Lipid-core nanocapsules improve the effects of resveratrol against Abeta-induced neuroinflammation.

ABSTRACT

Resveratrol, a natural polyphenolic compound, has attracted considerable interest for its anti-inflammatory and neuroprotective properties. However, the biological effects of resveratrol appear strongly limited because it is photosensitive, easily oxidized, and has unfavorable pharmacokinetics. The present study aimed to elucidate the effect of resveratrol on Abeta-triggered neuroinflammation by comparing the effects of free resveratrol (RSV) treatment with those of treatment with resveratrol-loaded lipid-core nanocapsules (RSV-LNC). Organotypic hippocampal cultures were stimulated by Abeta1-42 with or without different concentrations of RSV or RSV-LNC. We found that Abeta triggered a harmful neuroinflammation process in organotypic hippocampal cultures. Pre- and co-treatments with RSV-LNC were able to protect cultures against ROS formation and cell death induced by Abeta, possibly through sustained blocking of TNF-alpha, IL-1beta, and IL-6 release.
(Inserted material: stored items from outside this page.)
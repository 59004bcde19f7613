//! Core simulation types: configuration and per-step records.

use std::fmt;

/// Centralized simulation timing configuration.
///
/// The engine, profile sources, and the balancer all reference this struct
/// for step timing, eliminating duplicated `dt_hours` computations.
///
/// # Examples
///
/// ```
/// use bess_sim::sim::types::SimConfig;
///
/// let cfg = SimConfig::new(96, 1, 42);
/// assert_eq!(cfg.dt_hours, 0.25);
/// assert_eq!(cfg.total_steps(), 96);
/// ```
#[derive(Debug, Clone)]
pub struct SimConfig {
    /// Number of simulation steps per day.
    pub steps_per_day: usize,
    /// Number of days to simulate.
    pub days: usize,
    /// Duration of one timestep in hours, derived as `24.0 / steps_per_day`.
    pub dt_hours: f64,
    /// Master random seed for synthetic profiles.
    pub seed: u64,
}

impl SimConfig {
    /// Creates a new simulation configuration.
    ///
    /// # Arguments
    ///
    /// * `steps_per_day` - Number of timesteps per simulated day (must be > 0)
    /// * `days` - Number of days to simulate (must be > 0)
    /// * `seed` - Master random seed
    ///
    /// # Panics
    ///
    /// Panics if `steps_per_day` or `days` is zero.
    pub fn new(steps_per_day: usize, days: usize, seed: u64) -> Self {
        assert!(steps_per_day > 0, "steps_per_day must be > 0");
        assert!(days > 0, "days must be > 0");
        Self {
            steps_per_day,
            days,
            dt_hours: 24.0 / steps_per_day as f64,
            seed,
        }
    }

    /// Total number of simulation steps across all days.
    pub fn total_steps(&self) -> usize {
        self.steps_per_day * self.days
    }
}

/// Complete record of one dispatch step.
///
/// `grid_charge_kwh` is energy the grid had to supply (import),
/// `grid_discharge_kwh` energy it had to absorb (export).
#[derive(Debug, Clone)]
pub struct StepResult {
    /// Timestep index.
    pub timestep: usize,
    /// Simulation time in hours.
    pub time_hr: f64,
    /// Residual load applied this step, one entry per unit (kWh).
    pub residual_kwh: Vec<f64>,
    /// State of charge after balancing, one entry per unit (kWh).
    pub soc_kwh: Vec<f64>,
    /// Headroom after balancing, one entry per unit (kWh).
    pub headroom_kwh: Vec<f64>,
    /// Deficit the grid supplied this step (kWh, >= 0).
    pub grid_charge_kwh: f64,
    /// Surplus the grid absorbed this step (kWh, >= 0).
    pub grid_discharge_kwh: f64,
    /// Energy lost to inter-unit transfer efficiency this step (kWh, >= 0).
    pub loss_kwh: f64,
    /// Number of inter-unit transfers performed this step.
    pub transfers: usize,
}

impl StepResult {
    /// Sum of deficits in the applied residual load (kWh, >= 0).
    pub fn deficit_kwh(&self) -> f64 {
        self.residual_kwh.iter().filter(|r| **r > 0.0).sum()
    }

    /// Sum of surplus magnitudes in the applied residual load (kWh, >= 0).
    pub fn surplus_kwh(&self) -> f64 {
        -self.residual_kwh.iter().filter(|r| **r < 0.0).sum::<f64>()
    }

    /// Total fleet state of charge after this step (kWh).
    pub fn fleet_soc_kwh(&self) -> f64 {
        self.soc_kwh.iter().sum()
    }
}

impl fmt::Display for StepResult {
    fn fmt(&self, f: &mut fmt::Formatter<'_>) -> fmt::Result {
        write!(
            f,
            "t={:>4} ({:>6.2}h) | soc=[",
            self.timestep, self.time_hr,
        )?;
        for (i, soc) in self.soc_kwh.iter().enumerate() {
            if i > 0 {
                write!(f, ", ")?;
            }
            write!(f, "{soc:.2}")?;
        }
        write!(
            f,
            "] kWh | grid(in={:.3}, out={:.3}) kWh  loss={:.3} kWh  transfers={}",
            self.grid_charge_kwh, self.grid_discharge_kwh, self.loss_kwh, self.transfers,
        )
    }
}

#[cfg(test)]
mod tests {
    use super::*;

    #[test]
    fn sim_config_basic() {
        let cfg = SimConfig::new(24, 1, 42);
        assert_eq!(cfg.steps_per_day, 24);
        assert_eq!(cfg.days, 1);
        assert_eq!(cfg.dt_hours, 1.0);
        assert_eq!(cfg.seed, 42);
        assert_eq!(cfg.total_steps(), 24);
    }

    #[test]
    fn sim_config_quarter_hour_multi_day() {
        let cfg = SimConfig::new(96, 3, 0);
        assert_eq!(cfg.dt_hours, 0.25);
        assert_eq!(cfg.total_steps(), 288);
    }

    #[test]
    #[should_panic]
    fn sim_config_zero_steps_panics() {
        SimConfig::new(0, 1, 0);
    }

    #[test]
    #[should_panic]
    fn sim_config_zero_days_panics() {
        SimConfig::new(24, 0, 0);
    }

    fn make_result() -> StepResult {
        StepResult {
            timestep: 3,
            time_hr: 0.75,
            residual_kwh: vec![2.0, -1.5, 0.5],
            soc_kwh: vec![1.0, 4.5, 0.0],
            headroom_kwh: vec![6.0, 2.5, 9.0],
            grid_charge_kwh: 0.25,
            grid_discharge_kwh: 0.0,
            loss_kwh: 0.05,
            transfers: 1,
        }
    }

    #[test]
    fn deficit_and_surplus_split_by_sign() {
        let r = make_result();
        assert!((r.deficit_kwh() - 2.5).abs() < 1e-12);
        assert!((r.surplus_kwh() - 1.5).abs() < 1e-12);
        assert!((r.fleet_soc_kwh() - 5.5).abs() < 1e-12);
    }

    #[test]
    fn step_result_display_does_not_panic() {
        let s = format!("{}", make_result());
        assert!(s.contains("grid(in=0.250"));
    }
}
Furthermore, RSV-LNC was able to increase IL-10 release even in the presence of Abeta and prevent or decrease both glial and JNK activation. On the other hand, both pre- and co-treatment with RSV exhibited a lower ability to prevent or decrease neuroinflammation, ROS formation, and cell death, and failed to increase IL-10 release. Our findings suggest that modulation of neuroinflammation through a combination of resveratrol and a lipid-core nanocapsule-based delivery system might represent a promising approach for preventing or delaying the neurodegenerative process triggered by Abeta. The results open new vistas to the interplay between inflammation and amyloid pathology.